Within the data below, copy each line where the string "clamp" is found.

═════ SOURCE RECORDS

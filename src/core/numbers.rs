// channel is 0-15, displayed to users as 1-16.
clamp!(Channel, u8, 0, 15, 0, pub);

clamp!(NoteNumber, u8, 0, 127, 60, pub);
clamp!(Velocity, u8, 0, 127, 127, pub);
clamp!(Program, u8, 0, 127, 0, pub);
clamp!(U7, u8, 0, 127, 0, pub);

// The controller number of a control change message and its value.
clamp!(Controller, u8, 0, 127, 0, pub);
clamp!(ControlValue, u8, 0, 127, 0, pub);

// 14-bit pitch bend amount, 8192 is centered.
clamp!(PitchBendValue, u16, 0, 16383, 8192, pub);
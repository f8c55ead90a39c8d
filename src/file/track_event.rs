use crate::error::LibResult;
use crate::scribe::Scribe;
use crate::{core::Message, file::MetaEvent, file::SysexEvent};
use std::io::Write;

/// `<MTrk event> = <delta-time> <event>`
#[derive(Clone, Debug, Default, Eq, Ord, PartialEq, PartialOrd, Hash)]
pub struct TrackEvent {
    /// `<delta-time>` is stored as a variable-length quantity. It represents the amount of
    /// time before the following event. If the first event in a track occurs at the very
    /// beginning of a track, or if two events occur simultaneously, a delta-time of zero is
    /// used. Delta-times are always present. Delta-time is in ticks as specified in the
    /// header chunk.
    delta_time: u32,
    event: Event,
}

impl TrackEvent {
    pub fn new(delta_time: u32, event: Event) -> Self {
        Self { delta_time, event }
    }

    pub fn delta_time(&self) -> u32 {
        self.delta_time
    }

    pub fn event(&self) -> &Event {
        &self.event
    }

    /// Returns true if the track event is a [`MetaEvent::EndOfTrack`].
    pub(crate) fn is_end(&self) -> bool {
        matches!(&self.event, Event::Meta(MetaEvent::EndOfTrack))
    }

    pub(crate) fn write<W: Write>(&self, w: &mut Scribe<W>) -> LibResult<()> {
        w.write_vlq(self.delta_time)?;
        self.event.write(w)
    }
}

/// `<event> = <MIDI event> | <sysex event> | <meta-event>`
#[derive(Clone, Debug, Eq, Ord, PartialEq, PartialOrd, Hash)]
pub enum Event {
    /// `<MIDI event>` is any MIDI channel message. Running status is never used when writing.
    Midi(Message),
    /// `<sysex event>` is used to specify a MIDI system exclusive message.
    Sysex(SysexEvent),
    /// `<meta-event>` specifies non-MIDI information useful to this format or to sequencers.
    Meta(MetaEvent),
}

impl Default for Event {
    fn default() -> Self {
        Event::Midi(Message::default())
    }
}

impl Event {
    pub(crate) fn write<W: Write>(&self, w: &mut Scribe<W>) -> LibResult<()> {
        match self {
            Event::Midi(md) => md.write(w),
            Event::Sysex(sx) => sx.write(w),
            Event::Meta(mt) => mt.write(w),
        }
    }
}

#[test]
fn delta_then_payload() {
    let event = TrackEvent::new(96, Event::Midi(Message::note_off(0, 60, 64)));
    let mut bytes = Vec::new();
    let mut scribe = Scribe::new(&mut bytes);
    event.write(&mut scribe).unwrap();
    assert_eq!(&[96, 0x80, 60, 64], bytes.as_slice());
}

#[test]
fn end_of_track_detection() {
    assert!(TrackEvent::new(0, Event::Meta(MetaEvent::EndOfTrack)).is_end());
    assert!(!TrackEvent::new(0, Event::default()).is_end());
}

══════════

#### COMPLETED EXERCISE
clamp!(Channel, u8, 0, 15, 0, pub);
clamp!(NoteNumber, u8, 0, 127, 60, pub);
clamp!(Velocity, u8, 0, 127, 127, pub);
clamp!(Program, u8, 0, 127, 0, pub);
clamp!(U7, u8, 0, 127, 0, pub);
clamp!(Controller, u8, 0, 127, 0, pub);
clamp!(ControlValue, u8, 0, 127, 0, pub);
clamp!(PitchBendValue, u16, 0, 16383, 8192, pub);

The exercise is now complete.